On the scheme I have developed a great social and work colleague network around me that consists of early professionals, distinguished engineers, managers and senior employees. This network helps me to develop in my role, which I see as being the most important aspect of the scheme for me and the business as a whole. Within this network I have an early professional’s manager (EPM) that helps me with queries that aren’t related to my account, no matter how small they may seem. This is incredibly supportive as apprentices can be quite young and in need of a mentor to be able to talk to whenever it is necessary. My EPM has also helped me to develop through routine reviews to gain feedback, work on a development program and see what is necessary to progress in my career.

To emphasise how strong my network as an apprentice at IBM is, I have been assigned two “buddies” who are more experienced apprentices.
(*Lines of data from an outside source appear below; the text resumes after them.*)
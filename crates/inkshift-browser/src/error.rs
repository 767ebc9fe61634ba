//! Error type for DOM operations.

use wasm_bindgen::JsValue;

/// Error type for DOM-layer operations.
///
/// Selection and replacement failures are expected events, not bugs, so this
/// carries only a message. Callers decide whether to log, fall through to the
/// next strategy, or abort silently.
#[derive(Debug, Clone)]
pub struct DomError(pub String);

impl std::fmt::Display for DomError {
    fn fmt(&self, f: &mut std::fmt::Formatter<'_>) -> std::fmt::Result {
        write!(f, "{}", self.0)
    }
}

impl std::error::Error for DomError {}

impl From<&str> for DomError {
    fn from(s: &str) -> Self {
        DomError(s.to_string())
    }
}

impl From<String> for DomError {
    fn from(s: String) -> Self {
        DomError(s)
    }
}

impl DomError {
    /// Wrap a raw JS exception with a short context prefix.
    pub fn from_js(context: &str, value: JsValue) -> Self {
        DomError(format!("{context}: {value:?}"))
    }
}
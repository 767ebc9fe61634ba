//! Small shared DOM accessors.

use wasm_bindgen::JsCast;
use web_sys::{Document, HtmlDocument, Selection, Window};

use crate::error::DomError;

pub fn window() -> Result<Window, DomError> {
    web_sys::window().ok_or_else(|| DomError::from("no window"))
}

pub fn document() -> Result<Document, DomError> {
    window()?
        .document()
        .ok_or_else(|| DomError::from("no document"))
}

pub fn html_document() -> Result<HtmlDocument, DomError> {
    document()?
        .dyn_into::<HtmlDocument>()
        .map_err(|_| DomError::from("document is not an HTML document"))
}

pub fn selection() -> Result<Selection, DomError> {
    window()?
        .get_selection()
        .map_err(|e| DomError::from_js("getSelection", e))?
        .ok_or_else(|| DomError::from("no selection object"))
}

/// The selected text, read by cloning the first range's contents.
///
/// Returns an empty string when nothing is selected. Cloning can throw on a
/// detached range; that maps to an error rather than a panic.
pub fn selection_text(selection: &Selection) -> Result<String, DomError> {
    if selection.range_count() == 0 {
        return Ok(String::new());
    }
    let range = selection
        .get_range_at(0)
        .map_err(|e| DomError::from_js("getRangeAt", e))?;
    let fragment = range
        .clone_contents()
        .map_err(|e| DomError::from_js("cloneContents", e))?;
    Ok(fragment.text_content().unwrap_or_default())
}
The two buddies I have been assigned have been able to help me with work, as they are both in the same role as me, and help me with any queries I have about the scheme, as they have experienced it themselves.

The time it took to get onto the scheme was lengthy. There were times when I wouldn’t hear from the IBM team for a while and the gap between the assessment centres was quite nerve wracking. However, my assessment results were sent out quickly. The HR team were very obliging during the application and on-boarding process, helping me to feel at ease with starting and creating a good first impression.

There are a lot of apprenticeship schemes available in this day and age, but my opinion is that this is the best suited for me as it caters to my need to grow and develop continuously.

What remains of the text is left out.